What do you think of the synoptic problem?

From 2nd Book
Jump to navigationJump to search

What do you think of the synoptic problem? []

Looking purely at the internal evidence, They were written Mark, Matthew, Luke and John. Jesus taught the men on the road to Emmaus how to red the scripture (OT) so that they would see Jesus rather than Adam and Noah. They went to Jerusalem and told the disciples.

They realized that Jesus had taught them that prior to the the cross but they neither understood, nor remembered the teaching. They started to read the OT to unpack "the mystery hidden from the beginning". They taught what they learned in the Jewish churches.

Meanwhile the Gentile churches didn't want to read Hebrew so they had no chance to unpack it. So the doctrine of Peter was collected and thrown over the wall to the Gentiles. Mark starts with the preaching of John the Baptist. It is the most pedantic in the handling of the mystery, keeping mostly to action based narrative and references to fairly obvious prophecies.

As they continued to study, they discovered that Israel was a shadow of Christ as the Son of God. They were not attempting to tell the story of Jesus in the gospels, but telling the Story of Israel as the Son of God fulfilled in Christ. Scoffers complain that left to memory alone, they would get shorter and less reliable. But they were seeing Christ in the scripture and developing more doctrine as they then remember, aided by the Holy Spirit, of what Christ taught before. Matthew, begins with Abraham, since he is the beginning of 'Israel'.

There was a problem with the Greeks. he long ending of Mark is a good teaching but it uses teh genre of prophetic riddle. It says that you will be tempted (serpents) and learn bad things (drink poison) but will not be harmed. The Greeks insisted on reading it literally and put themselves in harms way, so some churches removed it out of love, and Matthew, Mark version 2 did not include it.

Then in the next interval they discovered that the guys before Abe were also shadows of Christ, So Luke started with Adam. His commentary focuses on including all men in the message, and seeing Adam as the Federal head. But there was another problem. Matthew taught the Yeshua-Emmanuel thing. It seemed silly to the Greeks because they are two different names. To understand it, you must know Hebrew well enough to do puns and word formations in Hebrew. They had no interest. 'Yeshua' means 'God in the flesh with a marriage in his heart' and by pun means' God humbled' as a hint of his incarnation. So Luke did not include it in his book Mark version 3.

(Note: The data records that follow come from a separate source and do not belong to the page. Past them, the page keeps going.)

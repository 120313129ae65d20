//! Session status model and the bounded polling loop.
//!
//! One session moves through `RUNNING* -> COMPLETE` and never back; a
//! COMPLETE status is terminal and the server forgets the session once
//! it has been delivered. The poller resolves a session identifier to
//! that terminal status or to a typed failure.

use std::time::Duration;

use base64::{Engine as _, engine::general_purpose::STANDARD as BASE64};
use serde::Deserialize;
use tokio::time::Instant;
pub use tokio_util::sync::CancellationToken;

use crate::error::MidError;
use crate::models::OperationKind;
use crate::transport::RestTransport;

#[derive(Debug, Clone, Copy, PartialEq, Eq, Deserialize)]
#[serde(rename_all = "UPPERCASE")]
pub enum SessionState {
    Running,
    Complete,
}

/// Server-reported outcome inside a COMPLETE status.
///
/// Anything but `Ok` means the operation failed on the phone side, but
/// the poll itself still succeeded; inspecting this code is the
/// caller's job, not the poller's.
#[derive(Debug, Clone, Copy, PartialEq, Eq, Deserialize)]
#[serde(rename_all = "SCREAMING_SNAKE_CASE")]
pub enum SessionResult {
    Ok,
    Timeout,
    NotMidClient,
    UserCancelled,
    SignatureHashMismatch,
    PhoneAbsent,
    DeliveryError,
    SimError,
    /// Outcome codes added by the server after this client was built.
    #[serde(other)]
    Unknown,
}

/// Signature produced on the SIM, base64 over the wire.
#[derive(Debug, Clone, PartialEq, Eq, Deserialize)]
pub struct SessionSignature {
    pub value: String,
    pub algorithm: String,
}

impl SessionSignature {
    pub fn value_bytes(&self) -> Result<Vec<u8>, base64::DecodeError> {
        BASE64.decode(&self.value)
    }
}

/// One observation of a session, as returned by the status endpoint.
#[derive(Debug, Clone, PartialEq, Eq, Deserialize)]
pub struct SessionStatus {
    pub state: SessionState,
    /// Present once `state` is COMPLETE.
    pub result: Option<SessionResult>,
    /// Authentication and signature payload.
    pub signature: Option<SessionSignature>,
    /// Base64 DER certificate, for certificate choice and authentication.
    pub cert: Option<String>,
    /// Server-side completion timestamp.
    pub time: Option<String>,
}

impl SessionStatus {
    pub fn is_complete(&self) -> bool {
        self.state == SessionState::Complete
    }

    /// Terminal and the end user approved the operation.
    pub fn is_successful(&self) -> bool {
        self.is_complete() && self.result == Some(SessionResult::Ok)
    }

    pub fn cert_bytes(&self) -> Option<Result<Vec<u8>, base64::DecodeError>> {
        self.cert.as_deref().map(|c| BASE64.decode(c))
    }
}

/// Polls a session until it is COMPLETE, the wall-clock budget runs out,
/// or the server reports the identifier as unknown.
#[derive(Debug, Clone)]
pub struct SessionStatusPoller {
    transport: RestTransport,
    poll_interval: Duration,
    poll_timeout: Duration,
}

impl SessionStatusPoller {
    pub fn new(transport: RestTransport, poll_interval: Duration, poll_timeout: Duration) -> Self {
        Self {
            transport,
            poll_interval,
            poll_timeout,
        }
    }

    /// Blocks (cooperatively) until the session reaches COMPLETE.
    ///
    /// A COMPLETE status is returned as-is even when its outcome code
    /// reports a phone-side failure. `SessionNotFound` is permanent for
    /// the identifier and is never retried. Connect and read-timeout
    /// failures of a single attempt are retried within the same
    /// wall-clock budget as RUNNING responses.
    pub async fn fetch_final_status(
        &self,
        kind: OperationKind,
        session_id: &str,
    ) -> Result<SessionStatus, MidError> {
        self.poll(kind, session_id, None).await
    }

    /// Same as [`fetch_final_status`](Self::fetch_final_status), aborting
    /// with [`MidError::Cancelled`] as soon as `cancel` fires, observed
    /// both during an in-flight request and at the sleep between attempts.
    pub async fn fetch_final_status_with_cancel(
        &self,
        kind: OperationKind,
        session_id: &str,
        cancel: &CancellationToken,
    ) -> Result<SessionStatus, MidError> {
        self.poll(kind, session_id, Some(cancel)).await
    }

    async fn poll(
        &self,
        kind: OperationKind,
        session_id: &str,
        cancel: Option<&CancellationToken>,
    ) -> Result<SessionStatus, MidError> {
        let path = kind.session_path(session_id);
        let started = Instant::now();
        let deadline = started + self.poll_timeout;

        loop {
            if let Some(token) = cancel
                && token.is_cancelled()
            {
                return Err(MidError::Cancelled {
                    session_id: session_id.to_string(),
                });
            }

            // The budget also caps each attempt, so a hung request cannot
            // block the loop past the deadline.
            let remaining = deadline.saturating_duration_since(Instant::now());
            let attempt = tokio::time::timeout(
                remaining,
                self.transport.get_session::<SessionStatus>(&path, session_id),
            );
            let outcome = match cancel {
                Some(token) => {
                    tokio::select! {
                        outcome = attempt => outcome,
                        _ = token.cancelled() => {
                            return Err(MidError::Cancelled {
                                session_id: session_id.to_string(),
                            });
                        }
                    }
                }
                None => attempt.await,
            };
            let Ok(response) = outcome else {
                return Err(MidError::PollingTimeout {
                    session_id: session_id.to_string(),
                    waited_ms: started.elapsed().as_millis() as u64,
                });
            };

            match response {
                Ok(status) if status.is_complete() => {
                    tracing::debug!(session_id, result = ?status.result, "session complete");
                    return Ok(status);
                }
                Ok(_) => {
                    tracing::trace!(session_id, "session still running");
                }
                Err(MidError::Network(e)) if e.is_connect() || e.is_timeout() => {
                    // Transient; shares the budget with RUNNING responses.
                    tracing::warn!(session_id, error = %e, "transient transport failure");
                }
                Err(other) => return Err(other),
            }

            if Instant::now() + self.poll_interval > deadline {
                return Err(MidError::PollingTimeout {
                    session_id: session_id.to_string(),
                    waited_ms: started.elapsed().as_millis() as u64,
                });
            }

            match cancel {
                Some(token) => {
                    tokio::select! {
                        _ = tokio::time::sleep(self.poll_interval) => {}
                        _ = token.cancelled() => {
                            return Err(MidError::Cancelled {
                                session_id: session_id.to_string(),
                            });
                        }
                    }
                }
                None => tokio::time::sleep(self.poll_interval).await,
            }
        }
    }
}
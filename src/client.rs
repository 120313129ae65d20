//! High-level connector tying the initiators and the poller together.

use crate::config::{ConnectorConfig, RelyingParty};
use crate::error::MidError;
use crate::models::{
    AuthenticationRequest, CertificateRequest, OperationKind, SessionHandle, SignatureRequest,
};
use crate::session::{CancellationToken, SessionStatus, SessionStatusPoller};
use crate::transport::RestTransport;

/// Client for the Mobile-ID REST service.
///
/// Built once from an immutable [`ConnectorConfig`] and shared freely:
/// the transport is stateless and distinct sessions carry no shared
/// mutable state, so one connector can serve many concurrent end users.
#[derive(Debug, Clone)]
pub struct MobileIdConnector {
    transport: RestTransport,
    relying_party: RelyingParty,
    poller: SessionStatusPoller,
}

impl MobileIdConnector {
    pub fn new(config: &ConnectorConfig) -> Result<Self, MidError> {
        let transport = RestTransport::new(&config.base_url, config.request_timeout())?;
        let poller = SessionStatusPoller::new(
            transport.clone(),
            config.poll_interval(),
            config.poll_timeout(),
        );
        Ok(Self {
            transport,
            relying_party: config.relying_party(),
            poller,
        })
    }

    /// The relying party this connector was configured with; request
    /// constructors in [`crate::models`] take it by reference.
    pub fn relying_party(&self) -> &RelyingParty {
        &self.relying_party
    }

    /// Starts a certificate choice session.
    ///
    /// Not idempotent: every call creates an independent server-side
    /// session.
    pub async fn request_certificate(
        &self,
        request: &CertificateRequest,
    ) -> Result<SessionHandle, MidError> {
        self.start(OperationKind::Certificate, request).await
    }

    /// Starts an authentication session. Every call triggers a new
    /// confirmation prompt on the end user's phone.
    pub async fn authenticate(
        &self,
        request: &AuthenticationRequest,
    ) -> Result<SessionHandle, MidError> {
        self.start(OperationKind::Authentication, request).await
    }

    /// Starts a signature session. Every call triggers a new
    /// confirmation prompt on the end user's phone.
    pub async fn sign(&self, request: &SignatureRequest) -> Result<SessionHandle, MidError> {
        self.start(OperationKind::Signature, request).await
    }

    async fn start<B: serde::Serialize>(
        &self,
        kind: OperationKind,
        request: &B,
    ) -> Result<SessionHandle, MidError> {
        tracing::info!(operation = kind.start_path(), "starting session");
        let handle: SessionHandle = self.transport.post(kind.start_path(), request).await?;
        if handle.session_id.is_empty() {
            return Err(MidError::Transport {
                status: 200,
                body: "response contained an empty sessionID".to_string(),
            });
        }
        tracing::debug!(session_id = %handle.session_id, "session created");
        Ok(handle)
    }

    /// Polls the session to its terminal status. See
    /// [`SessionStatusPoller::fetch_final_status`].
    pub async fn fetch_final_status(
        &self,
        kind: OperationKind,
        session_id: &str,
    ) -> Result<SessionStatus, MidError> {
        self.poller.fetch_final_status(kind, session_id).await
    }

    /// Cancellable variant of [`fetch_final_status`](Self::fetch_final_status).
    pub async fn fetch_final_status_with_cancel(
        &self,
        kind: OperationKind,
        session_id: &str,
        cancel: &CancellationToken,
    ) -> Result<SessionStatus, MidError> {
        self.poller
            .fetch_final_status_with_cancel(kind, session_id, cancel)
            .await
    }
}
//! Pure flag evaluation.
//!
//! [`evaluate_flag`] combines a flag configuration entry, subject key and attributes, and a
//! [`Sharder`] into a [`FlagEvaluation`]. It has no side effects and no awareness of caching
//! or logging; the client layers those on top.

use std::collections::HashMap;

use crate::{
    flags::{Allocation, Flag, Shard, Split, Timestamp, Variation},
    sharder::Sharder,
    Attributes,
};

/// Transient result of evaluating one flag for one subject.
#[derive(Debug, Clone)]
pub struct FlagEvaluation {
    /// The selected variation, or `None` if the subject didn't qualify for any allocation.
    pub variation: Option<Variation>,
    /// Key of the allocation the variation came from.
    pub allocation_key: Option<String>,
    /// Whether this decision should be logged to the analytics sink.
    pub do_log: bool,
    /// Opaque analytics enrichment supplied by the matched split.
    pub extra_logging: HashMap<String, String>,
}

impl FlagEvaluation {
    fn none() -> FlagEvaluation {
        FlagEvaluation {
            variation: None,
            allocation_key: None,
            do_log: false,
            extra_logging: HashMap::new(),
        }
    }
}

/// Evaluate `flag` for the given subject.
///
/// Walks the flag's allocations in declared order and selects the first one whose time window
/// and rules are satisfied; within it, the sharder buckets the subject into the allocation's
/// shard space to pick a variation. First match wins; there is no overlap resolution.
///
/// `obfuscated` signals that the configuration was fetched in obfuscated form, so rule
/// comparisons must normalize the subject side the same way (see [`crate::rules`]).
pub fn evaluate_flag(
    flag: &Flag,
    subject_key: &str,
    subject_attributes: &Attributes,
    sharder: &impl Sharder,
    obfuscated: bool,
    now: Timestamp,
) -> FlagEvaluation {
    if !flag.enabled {
        return FlagEvaluation::none();
    }

    // Augmenting subject_attributes with id, so that subject_key can be used in the rules.
    let augmented_subject_attributes = {
        let mut sa = subject_attributes.clone();
        sa.entry("id".into()).or_insert_with(|| subject_key.into());
        sa
    };

    let Some((allocation, split)) = flag.allocations.iter().find_map(|allocation| {
        allocation
            .get_matching_split(
                subject_key,
                &augmented_subject_attributes,
                sharder,
                flag.total_shards,
                obfuscated,
                now,
            )
            .map(|split| (allocation, split))
    }) else {
        return FlagEvaluation::none();
    };

    let Some(variation) = flag.variations.get(&split.variation_key) else {
        log::warn!(target: "flaglet",
                   flag_key:display = flag.key,
                   subject_key,
                   variation_key:display = split.variation_key;
                   "internal: unable to find variation");
        return FlagEvaluation::none();
    };

    FlagEvaluation {
        variation: Some(variation.clone()),
        allocation_key: Some(allocation.key.clone()),
        do_log: allocation.do_log,
        extra_logging: split.extra_logging.clone(),
    }
}

impl Allocation {
    fn get_matching_split(
        &self,
        subject_key: &str,
        augmented_subject_attributes: &Attributes,
        sharder: &impl Sharder,
        total_shards: u64,
        obfuscated: bool,
        now: Timestamp,
    ) -> Option<&Split> {
        if self.is_allowed_by_time(now)
            && self.is_allowed_by_rules(augmented_subject_attributes, obfuscated)
        {
            self.splits
                .iter()
                .find(|split| split.matches(subject_key, sharder, total_shards))
        } else {
            None
        }
    }

    fn is_allowed_by_time(&self, now: Timestamp) -> bool {
        let forbidden = matches!(self.start_at, Some(t) if now < t)
            || matches!(self.end_at, Some(t) if now > t);
        !forbidden
    }

    fn is_allowed_by_rules(
        &self,
        augmented_subject_attributes: &Attributes,
        obfuscated: bool,
    ) -> bool {
        self.rules.is_empty()
            || self
                .rules
                .iter()
                .any(|rule| rule.eval(augmented_subject_attributes, obfuscated))
    }
}

impl Split {
    /// Return `true` if `subject_key` matches the given split under the provided `sharder`.
    ///
    /// To match a split, subject must match all underlying shards.
    fn matches(&self, subject_key: &str, sharder: &impl Sharder, total_shards: u64) -> bool {
        self.shards
            .iter()
            .all(|shard| shard.matches(subject_key, sharder, total_shards))
    }
}

impl Shard {
    /// Return `true` if `subject_key` matches the given shard under the provided `sharder`.
    fn matches(&self, subject_key: &str, sharder: &impl Sharder, total_shards: u64) -> bool {
        // A snapshot may carry an explicit zero shard total; no bucket exists then.
        if total_shards == 0 {
            return false;
        }
        let h = sharder.get_shard(format!("{}-{}", self.salt, subject_key), total_shards);
        self.ranges.iter().any(|range| range.contains(h))
    }
}
//! Key and value normalization for obfuscated configurations.
//!
//! An obfuscated configuration arrives with md5-hashed flag keys and attribute names,
//! md5-hashed set-membership values, and base64-encoded scalar literals, so raw flag and
//! variation names are not exposed in transit. Both the lookup path (flag key translation)
//! and the rule comparison path go through the helpers here, keeping the two sides from
//! drifting apart.

use std::borrow::Cow;

use base64::prelude::*;

/// Hex-encoded md5 digest of the input.
pub(crate) fn hex_md5(input: &str) -> String {
    format!("{:x}", md5::compute(input))
}

/// Translate a caller-supplied flag key to the form it is stored under in the configuration.
pub(crate) fn normalize_flag_key(flag_key: &str, obfuscated: bool) -> Cow<'_, str> {
    if obfuscated {
        Cow::Owned(hex_md5(flag_key))
    } else {
        Cow::Borrowed(flag_key)
    }
}

/// Decode a base64-encoded configuration literal. Returns `None` for invalid base64 or
/// non-UTF-8 payloads.
pub(crate) fn decode_base64(input: &str) -> Option<String> {
    let bytes = BASE64_STANDARD.decode(input).ok()?;
    String::from_utf8(bytes).ok()
}

#[cfg(test)]
mod tests {
    use super::*;

    #[test]
    fn hex_md5_is_stable() {
        assert_eq!(hex_md5("hello"), "5d41402abc4b2a76b9719d911017c592");
    }

    #[test]
    fn normalize_flag_key_passes_plain_keys_through() {
        assert_eq!(normalize_flag_key("my-flag", false), "my-flag");
        assert_eq!(
            normalize_flag_key("hello", true),
            "5d41402abc4b2a76b9719d911017c592"
        );
    }

    #[test]
    fn decodes_base64_literals() {
        assert_eq!(decode_base64("MTg=").as_deref(), Some("18"));
        assert_eq!(decode_base64("not base64!"), None);
    }
}
use std::{collections::HashMap, sync::Arc};

use chrono::Utc;

use crate::{
    assignment_cache::AssignmentCacheKey,
    assignment_logger::AssignmentEvent,
    configuration_fetcher::{
        ConfigurationFetcher, ConfigurationFetcherConfig, ConfigurationProvider,
    },
    configuration_store::ConfigurationStore,
    eval::{evaluate_flag, FlagEvaluation},
    flags::{AssignmentValue, Timestamp, TryParse, VariationType},
    lifecycle::ConfigurationLifecycle,
    sharder::Md5Sharder,
    Attributes, ClientConfig, Error, Result,
};

/// SDK name reported in assignment event metadata.
const SDK_NAME: &str = "flaglet";

/// A client for flag assignment.
///
/// In order to create a client instance, first create [`ClientConfig`].
///
/// # Loading
///
/// Before evaluating assignments, call [`Client::load`] to fetch the configuration; any
/// getter called earlier fails with [`Error::NotLoaded`]. `load(false)` is idempotent once a
/// load has succeeded. While a forced reload is in flight, getters keep serving the previous
/// snapshot.
///
/// # Examples
/// ```no_run
/// # use flaglet::{Client, ClientConfig};
/// let client = Client::new(ClientConfig::new("sdk-key", "https://flags.example.com"));
/// client.load(false)?;
/// let on = client.get_boolean_assignment("checkout-flow", "user-42", &Default::default(), false)?;
/// # Ok::<(), flaglet::Error>(())
/// ```
pub struct Client {
    config: ClientConfig,
    provider: Box<dyn ConfigurationProvider>,
    configuration_store: Arc<ConfigurationStore>,
    lifecycle: ConfigurationLifecycle,
}

impl Client {
    /// Create a new `Client` fetching configuration over HTTP from the configured host.
    pub fn new(config: ClientConfig) -> Client {
        let provider = Box::new(ConfigurationFetcher::new(ConfigurationFetcherConfig {
            host: config.host.clone(),
            sdk_key: config.sdk_key.clone(),
            sdk_name: SDK_NAME.to_owned(),
            sdk_version: env!("CARGO_PKG_VERSION").to_owned(),
        }));
        Client::with_provider(config, provider)
    }

    /// Create a new `Client` using a custom configuration provider instead of the HTTP
    /// fetcher.
    pub fn with_provider(config: ClientConfig, provider: Box<dyn ConfigurationProvider>) -> Client {
        Client {
            config,
            provider,
            configuration_store: Arc::new(ConfigurationStore::new()),
            lifecycle: ConfigurationLifecycle::new(),
        }
    }

    /// Load configuration from the provider.
    ///
    /// With `force` false this is idempotent: once a load has succeeded, subsequent calls
    /// return immediately without fetching. With `force` true a fresh fetch is performed even
    /// if configuration is already loaded. Either way at most one fetch is attempted per
    /// call, and a call that observes another in-flight load returns without fetching.
    ///
    /// On failure the load state rolls back to its pre-call value: the last good snapshot (if
    /// any) remains queryable and a later `load` call may retry.
    pub fn load(&self, force: bool) -> Result<()> {
        let Some(prior) = self.lifecycle.try_begin_load(force) else {
            return Ok(());
        };
        match self.configuration_store.fetch_and_store(&*self.provider) {
            Ok(()) => {
                self.lifecycle.complete_load();
                Ok(())
            }
            Err(err) => {
                log::warn!(target: "flaglet", "failed to load configuration: {err}");
                self.lifecycle.fail_load(prior);
                Err(err)
            }
        }
    }

    /// Retrieves the assignment for a given feature flag and subject as a string value.
    ///
    /// Returns `default` if the subject is not eligible for any allocation. Structural
    /// failures (not loaded, unknown flag, type mismatch, invalid input) are returned as
    /// errors; see [`Error`].
    pub fn get_string_assignment(
        &self,
        flag_key: &str,
        subject_key: &str,
        subject_attributes: &Attributes,
        default: String,
    ) -> Result<String> {
        self.get_assignment_inner(
            flag_key,
            subject_key,
            subject_attributes,
            VariationType::String,
            default,
            |value| match value {
                AssignmentValue::String(s) => Some(s),
                _ => None,
            },
        )
    }

    /// Retrieves the assignment for a given feature flag and subject as a boolean value.
    ///
    /// Returns `default` if the subject is not eligible for any allocation.
    pub fn get_boolean_assignment(
        &self,
        flag_key: &str,
        subject_key: &str,
        subject_attributes: &Attributes,
        default: bool,
    ) -> Result<bool> {
        self.get_assignment_inner(
            flag_key,
            subject_key,
            subject_attributes,
            VariationType::Boolean,
            default,
            |value| value.as_boolean(),
        )
    }

    /// Retrieves the assignment for a given feature flag and subject as an integer value.
    ///
    /// Returns `default` if the subject is not eligible for any allocation.
    pub fn get_integer_assignment(
        &self,
        flag_key: &str,
        subject_key: &str,
        subject_attributes: &Attributes,
        default: i64,
    ) -> Result<i64> {
        self.get_assignment_inner(
            flag_key,
            subject_key,
            subject_attributes,
            VariationType::Integer,
            default,
            |value| value.as_integer(),
        )
    }

    /// Retrieves the assignment for a given feature flag and subject as a numeric value.
    ///
    /// Returns `default` if the subject is not eligible for any allocation.
    pub fn get_numeric_assignment(
        &self,
        flag_key: &str,
        subject_key: &str,
        subject_attributes: &Attributes,
        default: f64,
    ) -> Result<f64> {
        self.get_assignment_inner(
            flag_key,
            subject_key,
            subject_attributes,
            VariationType::Numeric,
            default,
            |value| value.as_numeric(),
        )
    }

    /// Retrieves the assignment for a given feature flag and subject as a JSON value.
    ///
    /// Returns `default` if the subject is not eligible for any allocation.
    pub fn get_json_assignment(
        &self,
        flag_key: &str,
        subject_key: &str,
        subject_attributes: &Attributes,
        default: serde_json::Value,
    ) -> Result<serde_json::Value> {
        self.get_assignment_inner(
            flag_key,
            subject_key,
            subject_attributes,
            VariationType::Json,
            default,
            |value| match value {
                AssignmentValue::Json(v) => Some(v),
                _ => None,
            },
        )
    }

    fn get_assignment_inner<T>(
        &self,
        flag_key: &str,
        subject_key: &str,
        subject_attributes: &Attributes,
        expected_type: VariationType,
        default: T,
        convert: impl FnOnce(AssignmentValue) -> Option<T>,
    ) -> Result<T> {
        if !self.lifecycle.is_ready() {
            return Err(Error::NotLoaded);
        }
        if self.config.sdk_key.is_empty() {
            return Err(Error::InvalidSdkKey);
        }
        if self.config.host.is_empty() {
            return Err(Error::InvalidHost);
        }
        if subject_key.is_empty() {
            return Err(Error::MissingSubjectKey);
        }
        if flag_key.is_empty() {
            return Err(Error::MissingFlagKey);
        }

        // The ready flag only flips after the store is populated, so this lookup can fail
        // only on lock poisoning.
        let configuration = self
            .configuration_store
            .get_configuration()
            .ok_or(Error::NotLoaded)?;

        let flag = match configuration.get_flag(flag_key, self.config.is_obfuscated) {
            Some(TryParse::Parsed(flag)) => flag,
            Some(TryParse::ParseFailed(_)) => return Err(Error::ConfigurationParseError),
            None => {
                return Err(Error::FlagConfigNotFound {
                    flag_key: flag_key.to_owned(),
                })
            }
        };

        if flag.variation_type != expected_type {
            return Err(Error::DeclaredTypeMismatch {
                expected: expected_type,
                found: flag.variation_type,
            });
        }

        let now = Utc::now();
        let evaluation = evaluate_flag(
            flag,
            subject_key,
            subject_attributes,
            &Md5Sharder,
            self.config.is_obfuscated,
            now,
        );

        log::trace!(target: "flaglet",
                    flag_key,
                    subject_key,
                    variation:serde = evaluation.variation.as_ref().map(|v| &v.key);
                    "evaluated a flag");

        let Some(variation) = &evaluation.variation else {
            return Ok(default);
        };

        let value = variation
            .value
            .to_assignment_value(expected_type)
            .ok_or(Error::ActualValueTypeMismatch {
                expected: expected_type,
            })?;

        self.log_assignment(flag_key, subject_key, subject_attributes, &evaluation, now);

        convert(value).ok_or(Error::ActualValueTypeMismatch {
            expected: expected_type,
        })
    }

    /// Deliver the decision to the assignment logger unless the cache says this exact
    /// decision was the last one logged. Best-effort: never fails the lookup.
    fn log_assignment(
        &self,
        flag_key: &str,
        subject_key: &str,
        subject_attributes: &Attributes,
        evaluation: &FlagEvaluation,
        now: Timestamp,
    ) {
        if !evaluation.do_log {
            return;
        }
        let (Some(allocation_key), Some(variation)) =
            (&evaluation.allocation_key, &evaluation.variation)
        else {
            return;
        };

        let cache_key = AssignmentCacheKey {
            subject_key: subject_key.to_owned(),
            flag_key: flag_key.to_owned(),
            allocation_key: allocation_key.clone(),
            variation_key: variation.key.clone(),
        };
        if self
            .config
            .assignment_cache
            .as_ref()
            .is_some_and(|cache| cache.has_logged_assignment(&cache_key))
        {
            return;
        }

        let event = AssignmentEvent {
            feature_flag: flag_key.to_owned(),
            allocation: allocation_key.clone(),
            experiment: format!("{}-{}", flag_key, allocation_key),
            variation: variation.key.clone(),
            subject: subject_key.to_owned(),
            subject_attributes: subject_attributes.clone(),
            timestamp: now.to_rfc3339(),
            meta_data: HashMap::from([
                ("sdkName".to_owned(), SDK_NAME.to_owned()),
                (
                    "sdkVersion".to_owned(),
                    env!("CARGO_PKG_VERSION").to_owned(),
                ),
                (
                    "obfuscated".to_owned(),
                    self.config.is_obfuscated.to_string(),
                ),
            ]),
            extra_logging: evaluation.extra_logging.clone(),
        };
        log::trace!(target: "flaglet", event:serde; "logging assignment");
        self.config.assignment_logger.log_assignment(event);

        if let Some(cache) = &self.config.assignment_cache {
            cache.set_last_logged_assignment(&cache_key);
        }
    }
}
use std::sync::Arc;

use thiserror::Error;

use crate::flags::VariationType;

/// Represents a result type for operations in the SDK core.
pub type Result<T> = std::result::Result<T, Error>;

/// Enum representing possible errors that can occur in the SDK core.
///
/// All validation and lookup failures are surfaced synchronously to the caller. Nothing is
/// swallowed or retried internally.
#[derive(Error, Debug, Clone)]
#[non_exhaustive]
pub enum Error {
    /// Evaluation was attempted before the first successful [`load`](crate::Client::load).
    #[error("configuration has not been loaded")]
    NotLoaded,
    /// The configured SDK key is empty.
    #[error("SDK key is empty")]
    InvalidSdkKey,
    /// The configured host is empty or cannot be parsed into a URL.
    #[error("invalid host configuration")]
    InvalidHost,
    /// The caller passed an empty subject key.
    #[error("subject key is empty")]
    MissingSubjectKey,
    /// The caller passed an empty flag key.
    #[error("flag key is empty")]
    MissingFlagKey,
    /// The requested flag is absent from the current configuration snapshot.
    #[error("flag configuration not found: {flag_key}")]
    FlagConfigNotFound {
        /// Key of the requested flag, as supplied by the caller.
        flag_key: String,
    },
    /// The flag is declared with a different variation type than the getter expects. This is a
    /// hard error, not a default substitution, and is raised before any evaluation occurs.
    #[error("invalid flag type (expected: {expected:?}, found: {found:?})")]
    DeclaredTypeMismatch {
        /// Type requested by the caller.
        expected: VariationType,
        /// Type the flag is declared with.
        found: VariationType,
    },
    /// The selected variation's literal value does not coerce to the declared type (e.g. an
    /// integer flag carrying a fractional value).
    #[error("variation value does not match the declared {expected:?} type")]
    ActualValueTypeMismatch {
        /// Type requested by the caller.
        expected: VariationType,
    },
    /// Transport error while fetching configuration.
    #[error("failed to fetch configuration")]
    // reqwest::Error is not clonable, so we're wrapping it in an Arc.
    FetchFailed(#[source] Arc<reqwest::Error>),
    /// The configuration server rejected the SDK key.
    #[error("unauthorized, SDK key is likely invalid")]
    Unauthorized,
    /// The requested flag was fetched but could not be parsed.
    #[error("error parsing flag configuration, try upgrading the SDK")]
    ConfigurationParseError,
}

impl Error {
    pub(crate) fn fetch_failed(err: reqwest::Error) -> Error {
        Error::FetchFailed(Arc::new(err.without_url()))
    }
}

John leaned to read the mystery well through the word-play, riddles and puns and started his own book. Rather than try to teach Greeks Hebrew, he just told the story of the OT without bothering to give the OT sources in the Hebrew language. He began his book, john 1:1-4 with the first three words of Gen 1:1. Not 'in the beginning' but בראשית ברא אלהים.

The gospels, when originally delivered likely had the messenger preach the OT from them as outlines. The Greeks became less interested in the preaching.

If anyone is interested, I will address the top 5 examples used to illustrate 'the problem' then continue in a study of the parallel gospels to illustrate the proposal even in minutiae. Maybe I'll do a podcast or series of YouTubes. I'd have to spin up all that mechanism unless someone wants to host me.